Джонатан Уилсон - Марк Шагал
Как и у писателя Ф. Скотта Фицджеральда[37], творческая карьера Шагала и его душевный настрой менялись одновременно с политико-экономическими условиями в Европе и в Америке. Крах Нью-Йоркской фондовой биржи в 1929 году произошел в тот самый день, когда Шагал перебрался в новый роскошный дом на авеню де Сикамор в районе Вилла Монморанси и узнал, что нанятый им архитектор сбежал, не заплатив рабочим, а галерея Бернхайма-младшего разорвала с ним контракт.
Разгульная парижская жизнь 1920-х вскоре зачахла из-за Депрессии, богатых и беззаботных завсегдатаев вечеринок сменили новые люди, менее состоятельные и удачливые. Американцы, жившие в Париже, спешно засобирались домой, на их место приезжали писатели и художники, у которых были более насущные заботы, нежели проводить время на «празднике жизни». Джордж Оруэлл сменил бедствующий Лондон на бедствующий Париж и в семь утра отправлялся бесцельно бродить по улице Кок-д’Ор, а консьерж тем временем бил насекомых на стенах его комнатушки. Одинокий волк Генри Миллер, без гроша в кармане, искатель сексуальных приключений, выпрашивал еду у друзей, а когда это ему не удавалось, шел в галерею на улицу Сез и, чуть не теряя рассудок от голода, любовался полотнами Матисса — хоть какое-то подкрепление.

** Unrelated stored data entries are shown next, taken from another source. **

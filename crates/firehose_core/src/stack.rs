//! Layered destinations.
//!
//! A [`DestinationStack`] lets a supplier put transforms (compression,
//! checksumming, encryption) in front of a raw sink while the record writer
//! keeps seeing a single `write`/`close` surface.
//!
//! ```text
//! push(sink)  ──► handle ──► GzEncoder::new(handle) ──► push(encoder)
//!
//! write: ──► encoder ──► handle ──► sink
//! close: encoder.close()  then  sink.close()      (reverse push order)
//! ```

use crate::destination::Destination;
use crate::error::{CoreError, CoreResult};
use parking_lot::Mutex;
use std::fmt;
use std::io::{self, Write};
use std::sync::Arc;

type SharedDestination = Arc<Mutex<Box<dyn Destination>>>;

/// Shared write access to a layer pushed onto a [`DestinationStack`].
///
/// Returned by [`DestinationStack::push`] so the next layer can wrap the
/// one just pushed. The stack keeps its own reference and is the only one
/// that closes the layer.
#[derive(Clone)]
pub struct StackHandle {
    layer: SharedDestination,
}

impl fmt::Debug for StackHandle {
    fn fmt(&self, f: &mut fmt::Formatter<'_>) -> fmt::Result {
        f.debug_struct("StackHandle").finish_non_exhaustive()
    }
}

impl Write for StackHandle {
    fn write(&mut self, buf: &[u8]) -> io::Result<usize> {
        self.layer.lock().write(buf)
    }

    fn flush(&mut self) -> io::Result<()> {
        self.layer.lock().flush()
    }
}

/// An ordered stack of destinations acting as one.
///
/// Writes go to the most recently pushed layer. Closing unwinds every layer
/// in reverse push order, so an outer transform finishes its stream before
/// the sink underneath it is closed.
///
/// # Preconditions
///
/// Push at least one layer before writing. Writing to an empty stack
/// (never pushed, or already closed) fails with
/// [`io::ErrorKind::NotConnected`]. Closing an empty stack succeeds.
///
/// # Example
///
/// ```rust
/// use firehose_core::{Destination, DestinationStack, SinkDestination, MemorySink};
/// use std::io::Write;
///
/// let mut stack = DestinationStack::new();
/// let sink = stack.push(SinkDestination::new(MemorySink::new()));
/// stack.push(flate2::write::GzEncoder::new(sink, flate2::Compression::default()));
///
/// stack.write_all(b"compressed").unwrap();
/// stack.close().unwrap();
/// ```
#[derive(Default)]
pub struct DestinationStack {
    /// Layers in push order; the last one is the write target.
    layers: Vec<SharedDestination>,
}

impl fmt::Debug for DestinationStack {
    fn fmt(&self, f: &mut fmt::Formatter<'_>) -> fmt::Result {
        f.debug_struct("DestinationStack")
            .field("layers", &self.layers.len())
            .finish()
    }
}

impl DestinationStack {
    /// Creates an empty stack.
    #[must_use]
    pub fn new() -> Self {
        Self::default()
    }

    /// Pushes `destination` and makes it the write target.
    ///
    /// Returns a handle to the same layer for wrapping by the next one.
    pub fn push<D: Destination + 'static>(&mut self, destination: D) -> StackHandle {
        let layer: SharedDestination = Arc::new(Mutex::new(Box::new(destination)));
        self.layers.push(Arc::clone(&layer));
        StackHandle { layer }
    }

    /// Builds a two-layer stack that gzips everything written into `inner`.
    #[cfg(feature = "gzip")]
    pub fn gzip_over<D: Destination + 'static>(inner: D) -> Self {
        let mut stack = Self::new();
        let handle = stack.push(inner);
        stack.push(flate2::write::GzEncoder::new(
            handle,
            flate2::Compression::default(),
        ));
        stack
    }

    /// Returns the number of layers still held.
    #[must_use]
    pub fn len(&self) -> usize {
        self.layers.len()
    }

    /// Returns true if nothing is pushed (or the stack was closed).
    #[must_use]
    pub fn is_empty(&self) -> bool {
        self.layers.is_empty()
    }
}

impl Write for DestinationStack {
    fn write(&mut self, buf: &[u8]) -> io::Result<usize> {
        match self.layers.last() {
            Some(top) => top.lock().write(buf),
            None => Err(io::Error::new(
                io::ErrorKind::NotConnected,
                "write to destination stack with no layers",
            )),
        }
    }

    fn flush(&mut self) -> io::Result<()> {
        match self.layers.last() {
            Some(top) => top.lock().flush(),
            None => Ok(()),
        }
    }
}

impl Destination for DestinationStack {
    fn close(&mut self) -> CoreResult<()> {
        let mut failures = Vec::new();
        while let Some(layer) = self.layers.pop() {
            if let Err(err) = layer.lock().close() {
                failures.push(err);
            }
        }
        CoreError::join(failures)
    }
}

Разумеется, в отличие от Миллера и Оруэлла, Шагал не ходил голодный, но темные времена и его хватали за горло — да так, что руки опускались. В 1933 году к власти в Германии пришел Гитлер, начавший проводить политику враждебности по отношению к еврейскому населению. В Мангейме нацисты сожгли три картины Шагала и выставили одну из них, под названием «Понюшка табаку» (1912) — на ней был изображен раввин, позволивший себе короткую передышку в изучении Талмуда, — в окне художественной галереи с подписью: «Вы платите налоги и должны знать, на что уходят ваши деньги!» В тот же год Шагал подал прошение о получении французского гражданства, однако ему было отказано: его недолгое комиссарство в Советской России вызывало у французских властей понятные опасения.

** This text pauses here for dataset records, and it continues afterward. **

//! Error types for firehose core.

use firehose_sink::SinkError;
use std::io;
use thiserror::Error;

/// Result type for core operations.
pub type CoreResult<T> = Result<T, CoreError>;

/// Errors that can occur while writing batches.
#[derive(Debug, Error)]
pub enum CoreError {
    /// I/O error from a destination.
    #[error("I/O error: {0}")]
    Io(#[from] io::Error),

    /// Sink error.
    #[error("sink error: {0}")]
    Sink(#[from] SinkError),

    /// The supplier could not open a destination for a new batch.
    #[error("supplier failed: {message}")]
    Supplier {
        /// Description of the failure.
        message: String,
    },

    /// A compression layer failed to finish its stream.
    #[error("compression error: {message}")]
    Compression {
        /// Description of the failure.
        message: String,
    },

    /// Several layers of a destination stack failed to close.
    ///
    /// Failures are listed in the order they occurred (outermost layer first).
    #[error("{} close failures: {}", .0.len(), join_messages(.0))]
    Close(Vec<CoreError>),
}

fn join_messages(errors: &[CoreError]) -> String {
    errors
        .iter()
        .map(ToString::to_string)
        .collect::<Vec<_>>()
        .join("; ")
}

impl CoreError {
    /// Creates a supplier error.
    pub fn supplier(message: impl Into<String>) -> Self {
        Self::Supplier {
            message: message.into(),
        }
    }

    /// Creates a compression error.
    pub fn compression(message: impl Into<String>) -> Self {
        Self::Compression {
            message: message.into(),
        }
    }

    /// Combines collected failures into one result.
    ///
    /// No failures yields `Ok(())`, a single failure is returned as is, and
    /// more than one is wrapped in [`CoreError::Close`].
    pub fn join(mut errors: Vec<CoreError>) -> CoreResult<()> {
        match errors.len() {
            0 => Ok(()),
            1 => Err(errors.remove(0)),
            _ => Err(CoreError::Close(errors)),
        }
    }

    /// Returns the individual failures carried by this error.
    ///
    /// For anything but [`CoreError::Close`] this is the error itself.
    #[must_use]
    pub fn failures(&self) -> Vec<&CoreError> {
        match self {
            CoreError::Close(errors) => errors.iter().collect(),
            other => vec![other],
        }
    }
}

#[cfg(test)]
mod tests {
    use super::*;

    #[test]
    fn join_empty_is_ok() {
        assert!(CoreError::join(Vec::new()).is_ok());
    }

    #[test]
    fn join_single_is_unwrapped() {
        let err = CoreError::join(vec![CoreError::supplier("boom")]).unwrap_err();
        assert!(matches!(err, CoreError::Supplier { .. }));
        assert_eq!(err.failures().len(), 1);
    }

    #[test]
    fn join_many_lists_every_failure() {
        let err = CoreError::join(vec![
            CoreError::compression("trailer"),
            CoreError::supplier("inner"),
        ])
        .unwrap_err();

        assert_eq!(err.failures().len(), 2);
        let message = err.to_string();
        assert!(message.starts_with("2 close failures"));
        assert!(message.contains("compression error: trailer"));
        assert!(message.contains("supplier failed: inner"));
    }

    #[test]
    fn sink_error_converts() {
        let err: CoreError = SinkError::Closed.into();
        assert_eq!(err.to_string(), "sink error: sink is closed");
    }
}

В начале 1930-х Шагал много разъезжал по Европе. Побывал в Испании, Англии и в Нидерландах. Но восторг от знакомства с работами Эль Греко, Гойи и Рембрандта в странах, где жили и творили эти мастера, был, несомненно, притушен ощущением опасности, нараставшей по всей Европе. Нечто мрачное появляется на его холстах: цветы и акробаты исчезают или отходят на периферию, их место занимают видения-предостережения. Нацистская угроза сделала Витебск главной темой его творчества. Он написал в это время две прекрасные картины: это «Обнаженная над Витебском» (1933) в строгой приглушенной гамме и меланхоличное «Одиночество» (1933–1934). На первой картине — спящая обнаженная, она лежит спиной к зрителю, возле ее плеча — полураскрытый белый веер, тяжелая темно-каштановая коса струится по голой спине. Ее постель — в тусклом сером небе над опустевшей улицей Витебска, также написанной в холодной сероватой гамме. В левом нижнем углу полотна — ваза с красными цветами, но лепестки их безжизненны. Общее впечатление — волнующе-тревожное. Эта спящая обнаженная не имеет ничего общего с парящими фигурами из его более раннего творчества Шагала, она вся — предвестие страданий, хрупкая и одновременно очень уязвимая. «Одиночество» — не столь таинственная, но не менее сильная работа. Бородатый еврей, облаченный в талит, сидит, подперев голову рукой, другой придерживая свиток Торы. Лицо у него невеселое. Рядом играет на желтой скрипке белая корова, а на заднем плане — ангел летит над горящим, судя по всему, городком: здания окутаны черным облаком дыма.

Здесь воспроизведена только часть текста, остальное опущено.